Dalam sebuah galaksi dikotomik dan konfliktual semacam itu selalu ada pihak
yang diuntungkan dan dirugikan.
Pendidikan yang
pada arah dasarnya adalah menjadikan semua manusia itu sama tetapi dengan tetap
berbeda tidak bisa terjadi, tidak lahir individu, tetapi hanya lahir kerakusan
dan ketegasan akan kepentingan sendiri, tidak muncul tenggang rasa dan kerja
sama, tetapi yang muncul adalah curiga dan intrik.
Pendidikan tidak
mampu meretas jalan dan membuka cakrawala baru, tetapi berperan untuk
melanggengkan struktur yang tak seimbang, tak adil dan menindas. Alih
pengetahuan terjadi lewat sarana perdagangan, sehingga tidak ada ''kawruh'',
tetapi hanya ada keterampilan dan jasa pendidikan yang harus dinilai secara
tepat, baik secara bobot maupun secara finansial!
Seperti bidang
lain dalam masyarakat, pendidikan di Indonesia sedang dikerubuti oleh aneka
bentuk dan letupan jalan buntu. Tidak ada alih pengetahuan dari barat, hanya
ada alih bentuk-bentuk dan lembaga pengetahuan dari negeri asing ke Indonesia.
Dan bentuk atau wujud jalan buntu yang paling kentara adalah semacam ini,
ketika secara nyata lembaga pendidikan formal itu berhasil merubah diri menjadi
penjual jasa pendidikan sejenis pabrik (yayasan swasta adalah bentuk selundupan
hukum untuk bisnis jasa, semacam perseroan terbatas untuk usaha bisnis,
misalnya) maka seluruh bangunan industrial yang menjual jasa dan barang di
tengah sistem ekonomi itu ambruk. Terjadi kekacauan dalam pasar tenaga kerja,
pengangguran naik dengan setiap tahun ditambah dengan produksi pendidikan
terakhir, tetapi di lain pihak para pendidik dan elite nasional tetap kukuh
dengan anggapan bahwa pendidikan itu harus bermatra iptek dan intak, lalu
dengan Ketetapan (Tap) X/MPR/98 ditambah lagi dengan ''budi pekerti''. Artinya
kenyataan itu bergerak dalam hukum kenyataan sesuai dengan gerak ekonomi dan
percaturan politik yang paling mendasar, sedangkan para elite nasional kita
tetap sibuk dengan khayal dan keyakinan tak tergoyahkan bahwa dengan proses
pendidikan sejumlah amat besar orang Indonesia akan bisa dirubah menjadi
manusia unggul dan utama.
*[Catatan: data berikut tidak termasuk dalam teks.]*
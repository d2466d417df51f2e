//! Error types for the Pterodactyl API client.
//!
//! This module contains the configuration and connection error types.
//! Transport and resource errors live next to the code that produces them
//! ([`crate::clients::HttpError`], [`crate::rest::ResourceError`]).
//!
//! # Example
//!
//! ```rust
//! use pterodactyl_api::{ApiKey, ConfigError};
//!
//! let result = ApiKey::new("");
//! assert!(matches!(result, Err(ConfigError::EmptyApiKey)));
//! ```

use thiserror::Error;

use crate::clients::RestError;

/// Errors that can occur while building a client configuration.
///
/// Each variant provides a clear, actionable error message.
#[derive(Debug, Error, Clone, PartialEq, Eq)]
pub enum ConfigError {
    /// API key cannot be empty.
    #[error("API key cannot be empty. Please provide a valid panel API key.")]
    EmptyApiKey,

    /// Panel URL is invalid.
    #[error("Invalid panel URL '{url}'. Please provide a URL with scheme and host (e.g., 'https://panel.example.com').")]
    InvalidPanelUrl {
        /// The invalid URL that was provided.
        url: String,
    },

    /// A required field is missing.
    #[error("Missing required field: '{field}'. This field must be set before building the configuration.")]
    MissingRequiredField {
        /// The name of the missing field.
        field: &'static str,
    },
}

/// Error returned when a client facade fails its connectivity check.
///
/// `code` is the HTTP status the panel answered with, or `0` when the panel
/// could not be reached at all.
#[derive(Debug, Error, Clone, PartialEq, Eq)]
#[error("Could not connect to the panel (status {code}): {message}")]
pub struct ConnectError {
    /// HTTP status code, `0` if no response was received.
    pub code: u16,
    /// Description of the failure.
    pub message: String,
}

impl ConnectError {
    /// Returns `true` if no response was received.
    #[must_use]
    pub const fn is_unreachable(&self) -> bool {
        self.code == 0
    }
}

impl From<RestError> for ConnectError {
    fn from(error: RestError) -> Self {
        Self {
            code: error.status_code(),
            message: error.to_string(),
        }
    }
}

#[cfg(test)]
mod tests {
    use super::*;
    use crate::clients::{HttpError, HttpResponseError};

    #[test]
    fn test_empty_api_key_error_message() {
        let message = ConfigError::EmptyApiKey.to_string();
        assert!(message.contains("API key cannot be empty"));
    }

    #[test]
    fn test_invalid_panel_url_error_message() {
        let error = ConfigError::InvalidPanelUrl {
            url: "panel.example.com".to_string(),
        };
        let message = error.to_string();
        assert!(message.contains("panel.example.com"));
        assert!(message.contains("scheme and host"));
    }

    #[test]
    fn test_missing_required_field_error_message() {
        let error = ConfigError::MissingRequiredField { field: "api_key" };
        let message = error.to_string();
        assert!(message.contains("api_key"));
        assert!(message.contains("must be set"));
    }

    #[test]
    fn test_error_implements_std_error() {
        let error = ConfigError::EmptyApiKey;
        let _: &dyn std::error::Error = &error;
    }

    #[test]
    fn test_connect_error_from_rejected_key() {
        let rest_error = RestError::Http(HttpError::Response(HttpResponseError {
            code: 401,
            message: "AuthenticationException: Unauthenticated.".to_string(),
            details: Vec::new(),
        }));

        let error = ConnectError::from(rest_error);

        assert_eq!(error.code, 401);
        assert!(!error.is_unreachable());
        assert!(error.message.contains("Unauthenticated"));
    }
}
Formalisasi pendidikan menjadi sempurna dan proses
inkulturasi sepenuhnya berhenti. Tidak ada alih pengetahuan, tetapi hanya ada
proses pembengkakan mimpi dan semakin jauhnya tindak dari kenyataan. Tidak
pernah hadirnya sebuah manpower planning
dalam benak mereka yang menempati kedudukan politik dan ekonomi adalah salah
satu sebab dari kekacauan sekarang ini.
Dan pada
gilirannya formalisme yang berlaku dalam pendidikan kita semakin memperteguh
pola hubungan simbolik yang tak seimbang antara lokal/asing, swasta/negeri,
pendidik/anak didik dan seterusnya. Ketidaktepatan dari setiap bentuk
pragmatisme dalam dunia pendidikan amatlah jelas, yakni bahwa pendidikan tidak
pernah semata sebuah jalan keluar dari masalah atau obat mujarab untuk
persoalan ekonomi atau politik. Pendidikan adalah justru bentuk mampat dari
semua masalah yang bergerak dalam masyarakat, sebuah penundaan atau pengalihan
minat dari kekalahan pada akhirnya atau kekecewaan di tengah prosesnya.